Collected data:

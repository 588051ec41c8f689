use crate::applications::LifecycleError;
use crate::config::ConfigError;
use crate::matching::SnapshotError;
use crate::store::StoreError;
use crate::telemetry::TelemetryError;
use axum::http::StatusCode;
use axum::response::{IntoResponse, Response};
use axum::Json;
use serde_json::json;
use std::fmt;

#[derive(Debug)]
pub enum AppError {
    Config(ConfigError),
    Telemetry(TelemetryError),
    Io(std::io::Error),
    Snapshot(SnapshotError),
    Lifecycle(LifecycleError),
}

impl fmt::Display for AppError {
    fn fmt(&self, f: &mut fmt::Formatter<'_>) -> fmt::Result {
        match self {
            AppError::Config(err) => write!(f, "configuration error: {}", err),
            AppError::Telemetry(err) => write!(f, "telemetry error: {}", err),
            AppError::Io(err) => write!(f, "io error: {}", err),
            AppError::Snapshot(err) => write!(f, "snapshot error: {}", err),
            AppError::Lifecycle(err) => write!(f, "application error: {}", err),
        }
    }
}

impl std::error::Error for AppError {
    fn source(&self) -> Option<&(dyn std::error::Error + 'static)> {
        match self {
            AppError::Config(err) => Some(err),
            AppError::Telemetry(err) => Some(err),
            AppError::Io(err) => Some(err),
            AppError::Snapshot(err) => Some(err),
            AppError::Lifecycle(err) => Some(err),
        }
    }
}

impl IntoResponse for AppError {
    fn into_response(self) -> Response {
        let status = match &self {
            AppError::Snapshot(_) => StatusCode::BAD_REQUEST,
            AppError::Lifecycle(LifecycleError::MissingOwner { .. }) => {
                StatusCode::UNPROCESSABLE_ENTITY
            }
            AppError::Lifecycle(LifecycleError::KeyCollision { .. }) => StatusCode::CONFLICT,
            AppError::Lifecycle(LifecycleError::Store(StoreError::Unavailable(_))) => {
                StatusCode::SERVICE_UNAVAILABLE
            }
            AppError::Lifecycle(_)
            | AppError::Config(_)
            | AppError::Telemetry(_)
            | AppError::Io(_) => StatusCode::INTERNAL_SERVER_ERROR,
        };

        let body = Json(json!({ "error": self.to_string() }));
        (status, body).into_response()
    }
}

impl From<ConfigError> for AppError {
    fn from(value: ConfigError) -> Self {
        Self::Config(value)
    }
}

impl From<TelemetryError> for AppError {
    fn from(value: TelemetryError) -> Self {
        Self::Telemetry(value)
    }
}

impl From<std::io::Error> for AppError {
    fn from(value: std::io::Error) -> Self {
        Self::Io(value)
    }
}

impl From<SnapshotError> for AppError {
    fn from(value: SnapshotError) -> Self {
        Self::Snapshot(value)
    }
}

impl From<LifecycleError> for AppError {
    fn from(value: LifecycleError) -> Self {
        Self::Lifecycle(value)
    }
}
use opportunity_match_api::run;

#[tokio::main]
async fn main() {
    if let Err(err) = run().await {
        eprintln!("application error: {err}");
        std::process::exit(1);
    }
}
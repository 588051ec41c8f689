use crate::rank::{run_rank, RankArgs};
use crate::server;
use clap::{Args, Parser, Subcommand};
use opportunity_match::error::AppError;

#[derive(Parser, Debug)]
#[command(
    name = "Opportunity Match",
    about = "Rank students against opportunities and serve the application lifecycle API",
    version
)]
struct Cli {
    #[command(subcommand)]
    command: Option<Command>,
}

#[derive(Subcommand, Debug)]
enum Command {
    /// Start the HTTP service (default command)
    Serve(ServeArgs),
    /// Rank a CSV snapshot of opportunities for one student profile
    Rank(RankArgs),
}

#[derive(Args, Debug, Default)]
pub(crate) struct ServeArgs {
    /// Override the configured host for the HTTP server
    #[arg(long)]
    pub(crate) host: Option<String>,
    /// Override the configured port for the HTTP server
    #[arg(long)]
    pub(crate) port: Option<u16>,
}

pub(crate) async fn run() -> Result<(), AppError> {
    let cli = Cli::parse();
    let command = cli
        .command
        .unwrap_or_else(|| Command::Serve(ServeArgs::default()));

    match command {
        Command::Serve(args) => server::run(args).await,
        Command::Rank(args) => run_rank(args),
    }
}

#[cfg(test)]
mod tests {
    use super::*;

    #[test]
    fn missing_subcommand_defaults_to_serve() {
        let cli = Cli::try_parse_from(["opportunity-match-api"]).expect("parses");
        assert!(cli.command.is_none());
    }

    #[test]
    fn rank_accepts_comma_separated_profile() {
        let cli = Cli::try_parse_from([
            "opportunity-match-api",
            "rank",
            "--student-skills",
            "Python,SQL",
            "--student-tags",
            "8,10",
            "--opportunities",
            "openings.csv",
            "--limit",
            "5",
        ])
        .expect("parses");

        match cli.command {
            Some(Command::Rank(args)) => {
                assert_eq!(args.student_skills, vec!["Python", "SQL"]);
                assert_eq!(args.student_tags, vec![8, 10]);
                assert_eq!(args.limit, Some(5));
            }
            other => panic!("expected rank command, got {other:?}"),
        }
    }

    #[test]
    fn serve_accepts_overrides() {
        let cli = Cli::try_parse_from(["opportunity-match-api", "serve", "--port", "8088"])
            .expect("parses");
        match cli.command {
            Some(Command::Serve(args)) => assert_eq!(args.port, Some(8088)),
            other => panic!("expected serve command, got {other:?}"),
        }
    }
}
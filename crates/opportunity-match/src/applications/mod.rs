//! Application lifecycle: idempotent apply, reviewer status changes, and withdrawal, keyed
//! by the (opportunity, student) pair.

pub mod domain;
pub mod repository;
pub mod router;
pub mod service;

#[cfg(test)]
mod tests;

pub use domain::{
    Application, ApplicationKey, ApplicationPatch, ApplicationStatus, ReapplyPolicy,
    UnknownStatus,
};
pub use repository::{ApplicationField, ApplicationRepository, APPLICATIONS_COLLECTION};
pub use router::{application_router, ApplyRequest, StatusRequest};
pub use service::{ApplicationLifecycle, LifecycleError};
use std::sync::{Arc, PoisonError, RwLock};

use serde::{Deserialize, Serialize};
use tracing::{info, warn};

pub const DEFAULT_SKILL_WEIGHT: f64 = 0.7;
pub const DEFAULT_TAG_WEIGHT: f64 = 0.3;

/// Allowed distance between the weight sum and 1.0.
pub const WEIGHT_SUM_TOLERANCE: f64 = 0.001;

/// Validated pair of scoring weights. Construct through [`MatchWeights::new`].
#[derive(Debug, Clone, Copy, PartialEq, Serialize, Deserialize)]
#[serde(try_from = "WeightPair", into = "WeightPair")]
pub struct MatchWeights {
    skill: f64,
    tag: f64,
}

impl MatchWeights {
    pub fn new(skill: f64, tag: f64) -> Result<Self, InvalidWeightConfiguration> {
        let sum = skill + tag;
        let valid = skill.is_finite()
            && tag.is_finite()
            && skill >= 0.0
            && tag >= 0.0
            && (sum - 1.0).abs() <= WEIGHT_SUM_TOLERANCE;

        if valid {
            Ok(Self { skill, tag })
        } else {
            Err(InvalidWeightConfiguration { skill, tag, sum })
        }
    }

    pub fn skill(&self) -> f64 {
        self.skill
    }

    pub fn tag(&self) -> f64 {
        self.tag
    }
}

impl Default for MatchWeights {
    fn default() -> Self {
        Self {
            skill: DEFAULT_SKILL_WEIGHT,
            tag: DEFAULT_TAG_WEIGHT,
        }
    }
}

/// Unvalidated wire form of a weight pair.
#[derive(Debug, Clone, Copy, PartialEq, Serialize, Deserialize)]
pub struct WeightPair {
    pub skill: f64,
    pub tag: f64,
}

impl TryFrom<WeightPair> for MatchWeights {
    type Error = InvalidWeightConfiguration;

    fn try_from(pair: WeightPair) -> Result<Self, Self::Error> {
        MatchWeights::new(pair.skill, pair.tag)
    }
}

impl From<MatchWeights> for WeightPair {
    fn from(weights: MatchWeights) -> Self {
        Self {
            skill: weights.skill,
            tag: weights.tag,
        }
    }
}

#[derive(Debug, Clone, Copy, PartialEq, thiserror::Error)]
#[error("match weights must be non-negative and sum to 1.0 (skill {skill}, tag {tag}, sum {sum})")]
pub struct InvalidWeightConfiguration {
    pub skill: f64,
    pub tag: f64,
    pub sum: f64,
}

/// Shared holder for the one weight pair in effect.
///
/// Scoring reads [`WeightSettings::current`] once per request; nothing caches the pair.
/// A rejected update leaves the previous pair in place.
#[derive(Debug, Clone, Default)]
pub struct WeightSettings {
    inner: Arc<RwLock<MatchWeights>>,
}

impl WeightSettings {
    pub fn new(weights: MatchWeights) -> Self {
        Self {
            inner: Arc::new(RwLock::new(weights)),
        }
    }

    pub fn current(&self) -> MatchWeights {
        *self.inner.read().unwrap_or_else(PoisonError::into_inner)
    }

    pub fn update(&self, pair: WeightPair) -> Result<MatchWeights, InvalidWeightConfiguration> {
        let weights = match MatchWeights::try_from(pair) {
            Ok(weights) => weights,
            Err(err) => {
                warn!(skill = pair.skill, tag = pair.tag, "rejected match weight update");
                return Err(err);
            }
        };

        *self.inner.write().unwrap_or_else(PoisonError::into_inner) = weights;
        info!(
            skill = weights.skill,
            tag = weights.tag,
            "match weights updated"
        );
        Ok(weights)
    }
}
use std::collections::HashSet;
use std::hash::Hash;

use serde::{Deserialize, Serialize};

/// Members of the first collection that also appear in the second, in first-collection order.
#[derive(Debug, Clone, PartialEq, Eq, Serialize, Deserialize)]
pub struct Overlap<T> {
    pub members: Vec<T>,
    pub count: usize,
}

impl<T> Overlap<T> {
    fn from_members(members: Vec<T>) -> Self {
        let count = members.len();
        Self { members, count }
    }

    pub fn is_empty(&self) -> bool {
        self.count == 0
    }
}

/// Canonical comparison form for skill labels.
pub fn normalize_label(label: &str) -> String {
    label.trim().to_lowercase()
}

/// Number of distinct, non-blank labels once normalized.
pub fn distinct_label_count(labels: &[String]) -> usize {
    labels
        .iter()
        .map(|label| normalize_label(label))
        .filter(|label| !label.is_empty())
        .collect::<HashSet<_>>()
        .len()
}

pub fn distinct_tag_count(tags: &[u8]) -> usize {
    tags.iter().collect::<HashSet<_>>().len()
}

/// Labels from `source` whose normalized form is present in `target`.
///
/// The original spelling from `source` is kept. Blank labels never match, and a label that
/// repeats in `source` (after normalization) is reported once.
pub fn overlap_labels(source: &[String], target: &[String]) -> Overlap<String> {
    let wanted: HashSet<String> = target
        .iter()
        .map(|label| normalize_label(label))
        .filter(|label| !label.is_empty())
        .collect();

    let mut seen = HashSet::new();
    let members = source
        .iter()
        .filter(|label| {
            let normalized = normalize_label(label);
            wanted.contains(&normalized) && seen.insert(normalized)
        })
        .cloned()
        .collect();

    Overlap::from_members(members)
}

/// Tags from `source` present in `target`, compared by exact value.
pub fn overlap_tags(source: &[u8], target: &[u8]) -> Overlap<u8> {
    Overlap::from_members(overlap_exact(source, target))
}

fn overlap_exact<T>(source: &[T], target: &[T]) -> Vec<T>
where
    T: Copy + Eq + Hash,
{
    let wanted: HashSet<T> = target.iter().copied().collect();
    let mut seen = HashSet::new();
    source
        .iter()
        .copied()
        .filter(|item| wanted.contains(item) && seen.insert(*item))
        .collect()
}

» **Task brief**
Using the records above, report each line that contains the word "once" by copying it.

» **Exercise answer**
/// Scoring reads [`WeightSettings::current`] once per request; nothing caches the pair.
/// Number of distinct, non-blank labels once normalized.
/// repeats in `source` (after normalization) is reported once.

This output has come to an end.